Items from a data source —
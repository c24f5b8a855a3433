//! Session-end batch cleanup.
//!
//! Runs once per test session in the coordinating process. Every referenced
//! container is awaited before any file is touched; that barrier is what
//! guarantees no video is still being written when it is attached or deleted.

use std::collections::BTreeSet;
use std::fs;
use std::path::{Path, PathBuf};

use serde::Serialize;
use tracing::{debug, info, warn};

use crate::manifest::ManifestStore;
use crate::record::{ExecutionRecord, VideoAction};
use crate::report::{AttachOutcome, ReportDirectory};
use crate::waiter::DestructionWaiter;

/// Which process is asking for cleanup.
#[derive(Debug, Clone, Copy, PartialEq, Eq)]
pub enum ProcessRole {
    /// The single process responsible for session-end cleanup.
    Coordinator,
    /// One of several parallel test workers; never runs cleanup.
    Worker,
}

impl ProcessRole {
    /// Map the test framework's "is this a worker" signal.
    pub fn from_worker_flag(is_worker: bool) -> Self {
        if is_worker {
            Self::Worker
        } else {
            Self::Coordinator
        }
    }
}

/// Counts reported at the end of a cleanup run.
#[derive(Debug, Clone, Default, PartialEq, Eq, Serialize)]
pub struct CleanupSummary {
    /// Well-formed manifest records processed.
    pub records: usize,
    /// Distinct containers waited on.
    pub containers_awaited: usize,
    /// Videos newly attached to a result file.
    pub attached: usize,
    /// Videos whose result file already referenced them.
    pub already_attached: usize,
    /// Keep records with no matching result file.
    pub unmatched: usize,
    /// Video files removed.
    pub deleted: usize,
    /// Delete records whose file did not exist.
    pub missing: usize,
    /// Actions that failed on I/O.
    pub failed: usize,
}

/// Orchestrates the wait barrier and the keep/delete actions.
#[derive(Debug, Clone)]
pub struct BatchPostProcessor {
    manifest: ManifestStore,
    waiter: DestructionWaiter,
    reports: ReportDirectory,
    video_dir: PathBuf,
}

impl BatchPostProcessor {
    /// Assemble a processor from its collaborators.
    pub fn new(
        manifest: ManifestStore,
        waiter: DestructionWaiter,
        reports: ReportDirectory,
        video_dir: impl Into<PathBuf>,
    ) -> Self {
        Self {
            manifest,
            waiter,
            reports,
            video_dir: video_dir.into(),
        }
    }

    /// Process and consume the manifest.
    ///
    /// Returns `None` when called from a worker or when no manifest is
    /// pending. Never returns an error: failures are logged and counted.
    pub async fn run(&self, role: ProcessRole) -> Option<CleanupSummary> {
        if role == ProcessRole::Worker {
            debug!("worker process, skipping video cleanup");
            return None;
        }
        if !self.manifest.exists() {
            debug!(path = %self.manifest.path().display(), "no cleanup manifest");
            return None;
        }

        info!(path = %self.manifest.path().display(), "video post-processing started");

        let records = match self.manifest.read_all() {
            Ok(records) => records,
            Err(e) => {
                warn!(error = %e, "cannot read cleanup manifest, leaving it for a later run");
                return None;
            }
        };

        let mut summary = CleanupSummary {
            records: records.len(),
            ..Default::default()
        };

        let containers: BTreeSet<&str> = records
            .iter()
            .filter_map(ExecutionRecord::container)
            .collect();
        summary.containers_awaited = self.await_containers(&containers).await;

        let keeps = records.iter().any(|r| r.action == VideoAction::Keep);
        if keeps && !self.attachments_resolve() {
            warn!(
                video_dir = %self.video_dir.display(),
                results_dir = %self.reports.dir().display(),
                "videos live outside the results directory, attached links will not resolve"
            );
        }

        for record in &records {
            self.apply(record, &mut summary);
        }

        if let Err(e) = self.manifest.clear() {
            warn!(error = %e, "failed to remove cleanup manifest");
        }

        info!(
            attached = summary.attached,
            deleted = summary.deleted,
            "video post-processing done"
        );
        Some(summary)
    }

    /// Whether attached video names resolve inside the results directory.
    ///
    /// Report viewers look attachment sources up next to the result files,
    /// so kept videos only link correctly when both directories coincide.
    pub fn attachments_resolve(&self) -> bool {
        self.video_dir == self.reports.dir()
    }

    async fn await_containers(&self, containers: &BTreeSet<&str>) -> usize {
        if containers.is_empty() {
            return 0;
        }
        if let Err(e) = self.waiter.runtime().ping().await {
            warn!(
                error = %e,
                containers = ?containers,
                "container runtime unreachable, skipping destruction waits"
            );
            return 0;
        }
        for id in containers {
            self.waiter.block_until_destroyed(Some(*id)).await;
        }
        containers.len()
    }

    fn apply(&self, record: &ExecutionRecord, summary: &mut CleanupSummary) {
        let Some(video) = record.video_file() else {
            debug!(node_id = %record.node_id, "record has no video");
            return;
        };

        match record.action {
            VideoAction::Keep => match self.reports.attach_video(&record.node_id, video) {
                Ok(AttachOutcome::Attached(path)) => {
                    debug!(video, path = %path.display(), "video attached");
                    summary.attached = summary.attached.saturating_add(1);
                }
                Ok(AttachOutcome::AlreadyAttached(_)) => {
                    summary.already_attached = summary.already_attached.saturating_add(1);
                }
                Ok(AttachOutcome::NoMatch) => {
                    summary.unmatched = summary.unmatched.saturating_add(1);
                }
                Ok(AttachOutcome::Unattachable(path)) => {
                    warn!(video, path = %path.display(), "matched result cannot take attachments");
                    summary.failed = summary.failed.saturating_add(1);
                }
                Err(e) => {
                    warn!(video, error = %e, "failed to attach video");
                    summary.failed = summary.failed.saturating_add(1);
                }
            },
            VideoAction::Delete => {
                let path = video_path(&self.video_dir, video);
                match fs::remove_file(&path) {
                    Ok(()) => {
                        debug!(path = %path.display(), "video deleted");
                        summary.deleted = summary.deleted.saturating_add(1);
                    }
                    Err(e) if e.kind() == std::io::ErrorKind::NotFound => {
                        summary.missing = summary.missing.saturating_add(1);
                    }
                    Err(e) => {
                        warn!(path = %path.display(), error = %e, "failed to delete video");
                        summary.failed = summary.failed.saturating_add(1);
                    }
                }
            }
        }
    }
}

/// Resolve a manifest video name inside the video directory.
///
/// Only the final path component is used so a record cannot point outside
/// the directory.
fn video_path(video_dir: &Path, video: &str) -> PathBuf {
    let file_name = Path::new(video)
        .file_name()
        .map_or_else(|| video.into(), PathBuf::from);
    video_dir.join(file_name)
}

TRY IT —
Check each line above for the word "PathBuf", then give only the number of lines that have it.

RESULT FOR THIS EXERCISE —
5